*WHAT IS NEEDED*: A word-for-word copy of the records below is required.

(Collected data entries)
::::
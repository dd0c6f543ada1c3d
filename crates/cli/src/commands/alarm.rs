//! Alarm commands

use anyhow::Result;
use colored::Colorize;

use crate::client::{AlarmEvaluation, ApiClient};
use crate::output::{
    color_status, format_delta, format_unix, print_info, print_json, print_warning, OutputFormat,
};

/// Evaluate the growth alarm now
pub async fn evaluate(client: &ApiClient, format: OutputFormat) -> Result<()> {
    let result: AlarmEvaluation = client.post("alarm").await?;

    match format {
        OutputFormat::Json => print_json(&result)?,
        OutputFormat::Table => {
            let state = match (result.fired, result.breached) {
                (true, _) => "fired",
                (false, true) => "breached",
                (false, false) => "normal",
            };

            println!("{}", "Alarm Evaluation".bold());
            println!("{}", "=".repeat(50));
            println!("Bucket:        {}", result.source_name.cyan());
            println!("Evaluated at:  {}", format_unix(result.evaluated_at));
            println!("Window sum:    {}", format_delta(result.window_sum));
            println!("Samples:       {}", result.sample_count);
            println!("State:         {}", color_status(state));

            match result.eviction {
                Some(eviction) if eviction.result == "evicted" => {
                    print_warning(&format!(
                        "Evicted {} ({} bytes)",
                        eviction.key.unwrap_or_default(),
                        eviction.size.unwrap_or_default()
                    ));
                }
                Some(_) => print_info("Bucket was empty, nothing evicted"),
                None => {}
            }
        }
    }

    Ok(())
}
::::
*RESPONSE BOX*:
repository dd0c6f543ada1c3d
filename crates/cli/src/commands/alarm.rs
//! Alarm commands

use anyhow::Result;
use colored::Colorize;

use crate::client::{AlarmEvaluation, ApiClient};
use crate::output::{
    color_status, format_delta, format_unix, print_info, print_json, print_warning, OutputFormat,
};

/// Evaluate the growth alarm now
pub async fn evaluate(client: &ApiClient, format: OutputFormat) -> Result<()> {
    let result: AlarmEvaluation = client.post("alarm").await?;

    match format {
        OutputFormat::Json => print_json(&result)?,
        OutputFormat::Table => {
            let state = match (result.fired, result.breached) {
                (true, _) => "fired",
                (false, true) => "breached",
                (false, false) => "normal",
            };

            println!("{}", "Alarm Evaluation".bold());
            println!("{}", "=".repeat(50));
            println!("Bucket:        {}", result.source_name.cyan());
            println!("Evaluated at:  {}", format_unix(result.evaluated_at));
            println!("Window sum:    {}", format_delta(result.window_sum));
            println!("Samples:       {}", result.sample_count);
            println!("State:         {}", color_status(state));

            match result.eviction {
                Some(eviction) if eviction.result == "evicted" => {
                    print_warning(&format!(
                        "Evicted {} ({} bytes)",
                        eviction.key.unwrap_or_default(),
                        eviction.size.unwrap_or_default()
                    ));
                }
                Some(_) => print_info("Bucket was empty, nothing evicted"),
                None => {}
            }
        }
    }

    Ok(())
}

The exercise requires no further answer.